I'm using the following software: KiCad, Blender and Cura.

1. Open the PCB design in KiCad and plot a DXF file with a chosen copper layer.

2. Open the attached pcb_auto_template.blend file in Blender.

3. Make sure that DXF import add-on is installed in Blender (Edit - Preferences - Add-ons - find and check Import DXF)

4. Import the DXF files into Blender (File - Import - AutoCAD DXF)

5. Select and right click the imported drawing. Move it into PCB-Drawing-IMPORT-HERE Collection:

6. The stencil should be automatically generated thanks to the geometry nodes setup that was prepared in Blender template.

7. Stencil thickness and margin size can be adjusted if needed.

8. Now it may be necessary to put some "bridges" over the stencil, to keep it from falling apart. Some pieces were already included in the template file. They can be rotated, moved around and duplicated.

9. Now the entire stencil should be selected and exported as STL file (File - Export - STL option). Make sure to select "Selection only" option when exporting.

Now the STL file should be sliced in favourite slicer (i used Cura) and 3D printed. The file can be mirrored before printing if necessary.

I'm using some expansion options to make the holes and clereances a bit larger:

• Horizontal Expansion -0.04mm
• Initial layer expansion -0.04mm
• Hole Horizontal Expansion 0.05mm

I also slowed the print down by around 50% (this needs to be experimented with).

After printing it may be required to do some minor post-processing, to further increase the clereances:

I cut the PCB by scoring it multiple times with knife and breaking it. Eye and respiratory protection should be used. I'm using CEM-1 copper laminate, which has less fiberglass than FR-4 and is pretty easy to work with.

Now I clean the copper with abrasive material, and clean it further after that with some isopropyl alcohol.

The board prepared in such a way is ready for next steps.

I place the stencil on the board and create a "hinge" using a piece of tape.

Now I open the "hinge" and lay the board and the stencil flat. I apply a bit of UV-curable mask.

Now I clean the rubber roller with some alcohol and a piece of material that wouldn't leave too much fibers (paper towels may suffice)

Now I spread the paint with rubber roller.

Now I carefully close the "hinge" and pick everything up, holding it from the bottom side.

Now I'm going to expose the board under UV light. I'm going to place the board on a heated bed of a 3D printer, heated up to 58 degrees Celsius. That accelerates the curing process by a lot. Even higher temperature would be better, but it would cause warping of the stencil (I'm using PLA filament).

I mounted a 3-Watt UV LED around 20 centimeters above the heated bed.

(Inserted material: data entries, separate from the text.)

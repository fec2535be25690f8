// Copyright 2025 the Understory Authors
// SPDX-License-Identifier: Apache-2.0 OR MIT

//! The [`Stage`]: display tree owner, event host and frame driver.

use std::fmt;
use std::rc::Rc;
use std::time::Instant;

use tracing::{debug, trace};
use understory_event::{Event, EventPayload, EventType, ListenerId, Outcome, dispatcher};
use understory_graphics::Graphics;

use crate::bitmap::BitmapData;
use crate::clock::FrameClock;
use crate::error::{DisplayError, Result};
use crate::loader::LoaderInfo;
use crate::node::{Content, Node};
use crate::surface::Surface;
use crate::tree::Tree;
use crate::types::{NodeId, NodeKind, StageConfig};

/// Root of a display tree and driver of its render loop.
///
/// The stage owns every node. Nodes are addressed by [`NodeId`], created
/// detached with the `create_*` methods and attached with
/// [`add_child`](Self::add_child). Only nodes reachable from
/// [`root`](Self::root) are painted.
///
/// Listeners receive `&mut Stage`, so they may restructure the tree, change
/// properties, or even force a nested [`invalidate`](Self::invalidate).
///
/// ## Example
///
/// ```rust
/// use understory_display::{RecordingSurface, Stage, StageConfig};
/// use understory_graphics::Paint;
///
/// let mut stage = Stage::new(StageConfig::default(), RecordingSurface::new(550, 400));
/// let shape = stage.create_shape();
/// let g = stage.graphics_mut(shape).unwrap();
/// g.begin_fill(0xFF0000, 1.0);
/// g.draw_rect(0.0, 0.0, 10.0, 10.0);
/// g.end_fill();
/// stage.add_child(stage.root(), shape).unwrap();
///
/// stage.invalidate();
///
/// let surface = stage.surface_as::<RecordingSurface>().unwrap();
/// let fill = surface.fills().next().unwrap();
/// let Paint::Color(color) = &fill.paint else {
///     panic!("expected a solid fill");
/// };
/// assert_eq!(color.to_string(), "rgba(255,0,0,1)");
/// ```
pub struct Stage {
    pub(crate) tree: Tree,
    pub(crate) root: NodeId,
    width: u32,
    height: u32,
    clock: FrameClock,
    pub(crate) surface: Box<dyn Surface>,
    /// Non-zero while children are being reshuffled.
    pub(crate) suppress_notifications: u32,
    pub(crate) frame_count: u64,
}

impl fmt::Debug for Stage {
    fn fmt(&self, f: &mut fmt::Formatter<'_>) -> fmt::Result {
        f.debug_struct("Stage")
            .field("root", &self.root)
            .field("width", &self.width)
            .field("height", &self.height)
            .field("clock", &self.clock)
            .field("frame_count", &self.frame_count)
            .finish_non_exhaustive()
    }
}

impl Stage {
    /// Create a stage painting onto `surface`.
    pub fn new(config: StageConfig, surface: impl Surface) -> Self {
        let mut tree = Tree::default();
        let root = tree.insert(Content::Stage);
        let clock = FrameClock::new(config.frame_rate);
        debug!(
            width = config.width,
            height = config.height,
            frame_rate = clock.rate(),
            "stage created"
        );
        Self {
            tree,
            root,
            width: config.width,
            height: config.height,
            clock,
            surface: Box::new(surface),
            suppress_notifications: 0,
            frame_count: 0,
        }
    }

    /// The root node.
    pub fn root(&self) -> NodeId {
        self.root
    }

    /// Drawing area width.
    pub fn stage_width(&self) -> u32 {
        self.width
    }

    /// Drawing area height.
    pub fn stage_height(&self) -> u32 {
        self.height
    }

    /// Frames per second.
    pub fn frame_rate(&self) -> f64 {
        self.clock.rate()
    }

    /// Change the frame rate; it is clamped to `0.01..=1000.0` and the pending
    /// frame deadline is rescheduled. Returns the rate actually applied.
    pub fn set_frame_rate(&mut self, rate: f64) -> f64 {
        let applied = self.clock.set_rate(rate);
        debug!(requested = rate, applied, "frame rate changed");
        applied
    }

    /// Frame pacing state.
    pub fn clock(&self) -> &FrameClock {
        &self.clock
    }

    /// Number of completed render cycles.
    pub fn frame_count(&self) -> u64 {
        self.frame_count
    }

    /// The drawing surface.
    pub fn surface(&self) -> &dyn Surface {
        &*self.surface
    }

    /// The drawing surface as its concrete type.
    pub fn surface_as<T: Surface>(&self) -> Option<&T> {
        self.surface.as_any().downcast_ref()
    }

    /// Swap in another drawing surface, returning the previous one.
    pub fn replace_surface(&mut self, surface: impl Surface) -> Box<dyn Surface> {
        core::mem::replace(&mut self.surface, Box::new(surface))
    }

    /// Run a render cycle if one is due at `now`. Returns whether a frame ran.
    pub fn advance(&mut self, now: Instant) -> bool {
        if self.clock.poll(now) {
            self.render_frame();
            true
        } else {
            false
        }
    }

    /// Run a full render cycle right away, outside the frame schedule.
    ///
    /// The root receives `invalidate` before the cycle starts. Safe to call
    /// from a listener during a cycle; the nested cycle completes before the
    /// outer one resumes.
    pub fn invalidate(&mut self) {
        self.notify(self.root, EventType::INVALIDATE, EventPayload::None);
        self.render_frame();
    }

    // --- nodes ---

    /// Create a detached sprite: a container with its own graphics.
    pub fn create_sprite(&mut self) -> NodeId {
        self.tree.insert(Content::Sprite(Graphics::new()))
    }

    /// Create a detached shape: a leaf with graphics.
    pub fn create_shape(&mut self) -> NodeId {
        self.tree.insert(Content::Shape(Graphics::new()))
    }

    /// Create a detached bitmap node.
    pub fn create_bitmap(&mut self, data: Option<BitmapData>) -> NodeId {
        self.tree.insert(Content::Bitmap(data))
    }

    /// Create a detached loader.
    pub fn create_loader(&mut self) -> NodeId {
        self.tree.insert(Content::Loader(LoaderInfo::default()))
    }

    /// Detach `id` from its parent and free it with its whole subtree.
    ///
    /// Ids of destroyed nodes become stale; masks that referred to them are
    /// ignored from then on.
    pub fn destroy(&mut self, id: NodeId) -> Result<()> {
        if id == self.root {
            return Err(DisplayError::StageOperation);
        }
        self.check_alive(id)?;
        if let Some(parent) = self.tree.parent_of(id) {
            self.detach(parent, id);
        }
        // A removal listener may have re-parented it.
        self.tree.unlink(id);
        let removed = self.tree.remove_subtree(id);
        trace!(?id, removed, "destroyed subtree");
        Ok(())
    }

    /// Whether `id` refers to a live node.
    pub fn is_alive(&self, id: NodeId) -> bool {
        self.tree.is_alive(id)
    }

    /// What kind of node `id` is.
    pub fn kind(&self, id: NodeId) -> Option<NodeKind> {
        self.tree.get(id).map(Node::kind)
    }

    // --- events ---

    /// Register a listener on `id` for events named `kind`.
    pub fn add_event_listener(
        &mut self,
        id: NodeId,
        kind: EventType,
        listener: impl Fn(&mut Self, &Event<NodeId>) -> Outcome + 'static,
    ) -> Result<ListenerId> {
        let node = self.node_mut(id)?;
        Ok(node.listeners.add_listener(kind, Rc::new(listener)))
    }

    /// Remove a listener. Returns `false` if it was not registered.
    pub fn remove_event_listener(&mut self, id: NodeId, kind: &EventType, listener: ListenerId) -> bool {
        self.tree
            .get_mut(id)
            .is_some_and(|n| n.listeners.remove_listener(kind, listener))
    }

    /// Whether `id` itself listens for `kind`.
    pub fn has_event_listener(&self, id: NodeId, kind: &EventType) -> bool {
        self.tree.get(id).is_some_and(|n| n.listeners.has_listener(kind))
    }

    /// Whether `id` or any of its ancestors listens for `kind`.
    pub fn will_trigger(&self, id: NodeId, kind: &EventType) -> bool {
        self.tree
            .ancestors_inclusive(id)
            .any(|n| self.has_event_listener(n, kind))
    }

    /// Deliver `event` to the listeners of `event.target`, in registration order.
    ///
    /// Returns the index of the listener that stopped delivery, if any.
    pub fn dispatch_event(&mut self, event: Event<NodeId>) -> Result<Option<usize>> {
        self.check_alive(event.target)?;
        Ok(self.deliver(&event))
    }

    pub(crate) fn notify(&mut self, target: NodeId, kind: EventType, payload: EventPayload) {
        if self.has_event_listener(target, &kind) {
            self.deliver(&Event::new(kind, target).with_payload(payload));
        }
    }

    fn deliver(&mut self, event: &Event<NodeId>) -> Option<usize> {
        let listeners = self.tree.get(event.target)?.listeners.snapshot(&event.kind);
        if listeners.is_empty() {
            return None;
        }
        let stopped = dispatcher::run(&listeners, self, event);
        if let Some(index) = stopped {
            trace!(target = ?event.target, kind = %event.kind, index, "listener stopped delivery");
        }
        stopped
    }

    // --- internals ---

    pub(crate) fn check_alive(&self, id: NodeId) -> Result<()> {
        if self.tree.is_alive(id) {
            Ok(())
        } else {
            Err(DisplayError::StaleNode(id))
        }
    }

    pub(crate) fn node(&self, id: NodeId) -> Result<&Node> {
        self.tree.get(id).ok_or(DisplayError::StaleNode(id))
    }

    pub(crate) fn node_mut(&mut self, id: NodeId) -> Result<&mut Node> {
        self.tree.get_mut(id).ok_or(DisplayError::StaleNode(id))
    }
}
// Copyright 2025 the Understory Authors
// SPDX-License-Identifier: Apache-2.0 OR MIT

//! Understory Event: named events, listener registries, and stop-aware dispatch.
//!
//! ## Overview
//!
//! An [`EventDispatcher`] stores listeners keyed by [`EventType`], in
//! registration order. Listeners receive a mutable host (whatever owns the
//! registry, for example a display tree) and the [`Event`] being delivered,
//! and return an [`Outcome`] to keep going or stop propagation.
//!
//! Because a listener gets `&mut` access to the host, and the host usually
//! owns the registry, delivery happens in two steps:
//!
//! 1) Take a [`snapshot`](EventDispatcher::snapshot) of the listeners for
//!    the event type. The snapshot holds cheap clones, so listeners added or
//!    removed during delivery do not disturb the walk.
//! 2) Hand the snapshot to [`dispatcher::run`] together with the host.
//!
//! ## Example
//!
//! ```
//! use std::rc::Rc;
//! use understory_event::{Event, EventDispatcher, EventType, Outcome, dispatcher};
//!
//! #[derive(Default)]
//! struct Host {
//!     frames: u32,
//!     listeners: EventDispatcher<Host, u32>,
//! }
//!
//! let mut host = Host::default();
//! host.listeners.add_listener(
//!     EventType::ENTER_FRAME,
//!     Rc::new(|h: &mut Host, _: &Event<u32>| {
//!         h.frames += 1;
//!         Outcome::Continue
//!     }),
//! );
//!
//! let event = Event::new(EventType::ENTER_FRAME, 7);
//! let listeners = host.listeners.snapshot(&event.kind);
//! assert!(dispatcher::run(&listeners, &mut host, &event).is_none());
//! assert_eq!(host.frames, 1);
//! ```
//!
//! This crate is `no_std` and uses `alloc`.

#![no_std]

extern crate alloc;

pub mod dispatcher;
mod event;
mod registry;

pub use dispatcher::{Listener, Outcome};
pub use event::{Event, EventPayload, EventType};
pub use registry::{EventDispatcher, ListenerId, Snapshot};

I also put a test piece with a bit of the UV mask on the heated bed. That way I can easily check if the mask has cured properly.

After the mask has been cured (around 5-10 minutes in my case), I apply UV light for additional 15 seconds to the area under each of the stencil "bridges".

Now the board should be exposed properly and ready for next steps.

I removed the stencil and sprayed the board with isopropyl alcohol. The image of the PCB should appear right after spraying.

Now the board needs to be wiped with a paper towel.

A bit of extra pressure may be required in some places.

Any potential mask bridges may be removed using a sharp tool, i.e. with a tip of a tweezer.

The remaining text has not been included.